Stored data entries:
==========

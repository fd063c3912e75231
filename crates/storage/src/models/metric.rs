use std::collections::BTreeMap;

use chrono::{DateTime, NaiveDate, Utc};
use serde::{Deserialize, Serialize};
use utoipa::ToSchema;
use uuid::Uuid;

use super::Sport;
use crate::services::ratio::safe_ratio;

#[derive(
    Debug, Clone, Copy, Default, PartialEq, Eq, Serialize, Deserialize, sqlx::Type, ToSchema,
)]
#[sqlx(type_name = "session_type", rename_all = "lowercase")]
#[serde(rename_all = "lowercase")]
pub enum SessionType {
    #[default]
    Game,
    Practice,
    Scrimmage,
    Tournament,
}

#[derive(Debug, Clone, Default, PartialEq, Serialize, Deserialize, ToSchema)]
#[serde(default)]
pub struct BasketballStats {
    pub points: u32,
    pub rebounds: u32,
    pub assists: u32,
    pub steals: u32,
    pub blocks: u32,
    pub turnovers: u32,
    pub minutes_played: u32,
    pub field_goals_made: u32,
    pub field_goals_attempted: u32,
    pub three_pointers_made: u32,
    pub three_pointers_attempted: u32,
    pub free_throws_made: u32,
    pub free_throws_attempted: u32,
}

impl BasketballStats {
    pub fn field_goal_percentage(&self) -> f64 {
        safe_ratio(self.field_goals_made.into(), self.field_goals_attempted.into())
    }

    pub fn three_point_percentage(&self) -> f64 {
        safe_ratio(
            self.three_pointers_made.into(),
            self.three_pointers_attempted.into(),
        )
    }

    pub fn free_throw_percentage(&self) -> f64 {
        safe_ratio(self.free_throws_made.into(), self.free_throws_attempted.into())
    }
}

#[derive(Debug, Clone, Default, PartialEq, Serialize, Deserialize, ToSchema)]
#[serde(default)]
pub struct SoccerStats {
    pub goals: u32,
    pub assists: u32,
    pub shots: u32,
    pub shots_on_target: u32,
    pub passes_completed: u32,
    pub passes_attempted: u32,
    pub tackles: u32,
    pub saves: u32,
    pub minutes_played: u32,
}

impl SoccerStats {
    pub fn pass_accuracy(&self) -> f64 {
        safe_ratio(self.passes_completed.into(), self.passes_attempted.into())
    }

    pub fn shot_accuracy(&self) -> f64 {
        safe_ratio(self.shots_on_target.into(), self.shots.into())
    }
}

#[derive(Debug, Clone, Default, PartialEq, Serialize, Deserialize, ToSchema)]
#[serde(default)]
pub struct FootballStats {
    pub passing_yards: u32,
    pub rushing_yards: u32,
    pub receiving_yards: u32,
    pub touchdowns: u32,
    pub interceptions: u32,
    pub completions: u32,
    pub pass_attempts: u32,
    pub tackles: u32,
    pub sacks: u32,
}

impl FootballStats {
    pub fn completion_percentage(&self) -> f64 {
        safe_ratio(self.completions.into(), self.pass_attempts.into())
    }
}

#[derive(Debug, Clone, Default, PartialEq, Serialize, Deserialize, ToSchema)]
#[serde(default)]
pub struct BaseballStats {
    pub at_bats: u32,
    pub hits: u32,
    pub runs: u32,
    pub runs_batted_in: u32,
    pub home_runs: u32,
    pub strikeouts: u32,
    pub walks: u32,
}

impl BaseballStats {
    /// Hits per at-bat, expressed as a percentage like every other ratio.
    pub fn batting_percentage(&self) -> f64 {
        safe_ratio(self.hits.into(), self.at_bats.into())
    }
}

#[derive(Debug, Clone, Default, PartialEq, Serialize, Deserialize, ToSchema)]
#[serde(default)]
pub struct VolleyballStats {
    pub kills: u32,
    pub attack_attempts: u32,
    pub attack_errors: u32,
    pub aces: u32,
    pub blocks: u32,
    pub digs: u32,
    pub assists: u32,
}

impl VolleyballStats {
    /// (kills - errors) / attempts. Negative efficiency is reported as-is.
    pub fn hitting_percentage(&self) -> f64 {
        safe_ratio(
            f64::from(self.kills) - f64::from(self.attack_errors),
            self.attack_attempts.into(),
        )
    }
}

/// Per-session counters, one fixed schema per sport.
///
/// Serialized with the sport as an inline tag:
/// `{"sport": "basketball", "points": 20, ...}`.
#[derive(Debug, Clone, PartialEq, Serialize, Deserialize, ToSchema)]
#[serde(tag = "sport", rename_all = "lowercase")]
pub enum SportStats {
    Basketball(BasketballStats),
    Soccer(SoccerStats),
    Football(FootballStats),
    Baseball(BaseballStats),
    Volleyball(VolleyballStats),
}

impl SportStats {
    pub fn sport(&self) -> Sport {
        match self {
            Self::Basketball(_) => Sport::Basketball,
            Self::Soccer(_) => Sport::Soccer,
            Self::Football(_) => Sport::Football,
            Self::Baseball(_) => Sport::Baseball,
            Self::Volleyball(_) => Sport::Volleyball,
        }
    }

    pub fn as_basketball(&self) -> Option<&BasketballStats> {
        match self {
            Self::Basketball(stats) => Some(stats),
            _ => None,
        }
    }

    pub fn as_soccer(&self) -> Option<&SoccerStats> {
        match self {
            Self::Soccer(stats) => Some(stats),
            _ => None,
        }
    }

    pub fn as_football(&self) -> Option<&FootballStats> {
        match self {
            Self::Football(stats) => Some(stats),
            _ => None,
        }
    }

    /// Raw counters plotted on the trend chart for this sport.
    pub fn trend_counters(&self) -> BTreeMap<&'static str, u32> {
        match self {
            Self::Basketball(s) => BTreeMap::from([
                ("points", s.points),
                ("rebounds", s.rebounds),
                ("assists", s.assists),
            ]),
            Self::Soccer(s) => BTreeMap::from([
                ("goals", s.goals),
                ("assists", s.assists),
                ("shots", s.shots),
            ]),
            Self::Football(s) => BTreeMap::from([
                ("passing_yards", s.passing_yards),
                ("rushing_yards", s.rushing_yards),
                ("touchdowns", s.touchdowns),
            ]),
            Self::Baseball(s) => BTreeMap::from([
                ("hits", s.hits),
                ("runs", s.runs),
                ("runs_batted_in", s.runs_batted_in),
            ]),
            Self::Volleyball(s) => BTreeMap::from([
                ("kills", s.kills),
                ("aces", s.aces),
                ("digs", s.digs),
            ]),
        }
    }

    pub fn derived_ratios(&self) -> BTreeMap<&'static str, f64> {
        match self {
            Self::Basketball(s) => BTreeMap::from([
                ("field_goal_percentage", s.field_goal_percentage()),
                ("three_point_percentage", s.three_point_percentage()),
                ("free_throw_percentage", s.free_throw_percentage()),
            ]),
            Self::Soccer(s) => BTreeMap::from([
                ("pass_accuracy", s.pass_accuracy()),
                ("shot_accuracy", s.shot_accuracy()),
            ]),
            Self::Football(s) => {
                BTreeMap::from([("completion_percentage", s.completion_percentage())])
            }
            Self::Baseball(s) => BTreeMap::from([("batting_percentage", s.batting_percentage())]),
            Self::Volleyball(s) => BTreeMap::from([("hitting_percentage", s.hitting_percentage())]),
        }
    }

    /// Names of made/attempted pairs where more were made than attempted.
    pub fn inconsistencies(&self) -> Vec<&'static str> {
        let pairs: Vec<(&'static str, u32, u32)> = match self {
            Self::Basketball(s) => vec![
                ("field_goals", s.field_goals_made, s.field_goals_attempted),
                ("three_pointers", s.three_pointers_made, s.three_pointers_attempted),
                ("free_throws", s.free_throws_made, s.free_throws_attempted),
                ("three_pointers_vs_field_goals", s.three_pointers_made, s.field_goals_made),
            ],
            Self::Soccer(s) => vec![
                ("passes", s.passes_completed, s.passes_attempted),
                ("shots_on_target", s.shots_on_target, s.shots),
                ("goals_vs_shots", s.goals, s.shots),
            ],
            Self::Football(s) => vec![("completions", s.completions, s.pass_attempts)],
            Self::Baseball(s) => vec![
                ("hits", s.hits, s.at_bats),
                ("home_runs_vs_hits", s.home_runs, s.hits),
            ],
            Self::Volleyball(s) => vec![
                ("kills", s.kills, s.attack_attempts),
                ("attack_errors", s.attack_errors, s.attack_attempts),
            ],
        };

        pairs
            .into_iter()
            .filter(|(_, made, attempted)| made > attempted)
            .map(|(name, _, _)| name)
            .collect()
    }
}

/// One dated game or practice session.
#[derive(Debug, Clone, PartialEq, Serialize, Deserialize, ToSchema)]
pub struct MetricRecord {
    pub record_id: Uuid,
    pub athlete_id: Uuid,
    pub session_date: NaiveDate,
    pub session_type: SessionType,
    pub opponent: Option<String>,
    pub notes: Option<String>,
    pub stats: SportStats,
    pub verified: bool,
    pub verified_by: Option<Uuid>,
    pub verified_at: Option<DateTime<Utc>>,
    pub created_at: DateTime<Utc>,
}

impl MetricRecord {
    pub fn sport(&self) -> Sport {
        self.stats.sport()
    }
}

#[cfg(test)]
mod tests {
    use super::*;

    #[test]
    fn test_stats_deserialize_with_inline_sport_tag() {
        let stats: SportStats = serde_json::from_value(serde_json::json!({
            "sport": "basketball",
            "points": 20,
            "field_goals_made": 8,
            "field_goals_attempted": 16
        }))
        .unwrap();

        let basketball = stats.as_basketball().unwrap();
        assert_eq!(basketball.points, 20);
        assert_eq!(basketball.rebounds, 0);
        assert_eq!(basketball.field_goal_percentage(), 50.0);
        assert_eq!(stats.sport(), Sport::Basketball);
    }

    #[test]
    fn test_zero_attempts_give_zero_percentages() {
        let stats = BasketballStats::default();
        assert_eq!(stats.field_goal_percentage(), 0.0);
        assert_eq!(stats.three_point_percentage(), 0.0);
        assert_eq!(stats.free_throw_percentage(), 0.0);

        assert_eq!(SoccerStats::default().pass_accuracy(), 0.0);
        assert_eq!(FootballStats::default().completion_percentage(), 0.0);
    }

    #[test]
    fn test_volleyball_hitting_percentage_can_be_negative() {
        let stats = VolleyballStats {
            kills: 2,
            attack_errors: 4,
            attack_attempts: 10,
            ..Default::default()
        };
        assert_eq!(stats.hitting_percentage(), -20.0);
    }

    #[test]
    fn test_inconsistencies_flag_made_over_attempted() {
        let stats = SportStats::Basketball(BasketballStats {
            free_throws_made: 5,
            free_throws_attempted: 4,
            ..Default::default()
        });
        assert_eq!(stats.inconsistencies(), vec!["free_throws"]);

        let clean = SportStats::Soccer(SoccerStats {
            goals: 1,
            shots: 3,
            shots_on_target: 2,
            passes_completed: 30,
            passes_attempted: 40,
            ..Default::default()
        });
        assert!(clean.inconsistencies().is_empty());
    }

    #[test]
    fn test_trend_counters_per_sport() {
        let stats = SportStats::Football(FootballStats {
            passing_yards: 250,
            touchdowns: 3,
            ..Default::default()
        });
        let counters = stats.trend_counters();
        assert_eq!(counters["passing_yards"], 250);
        assert_eq!(counters["rushing_yards"], 0);
        assert_eq!(counters["touchdowns"], 3);
    }
}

==========

▸ WHAT TO PRODUCE
Which lines run from the one holding "pub struct BaseballStats" through the one holding "every other ratio." in the records above? Repeat them exactly, both included, and nothing more.

▸ REPLY
pub struct BaseballStats {
    pub at_bats: u32,
    pub hits: u32,
    pub runs: u32,
    pub runs_batted_in: u32,
    pub home_runs: u32,
    pub strikeouts: u32,
    pub walks: u32,
}

impl BaseballStats {
    /// Hits per at-bat, expressed as a percentage like every other ratio.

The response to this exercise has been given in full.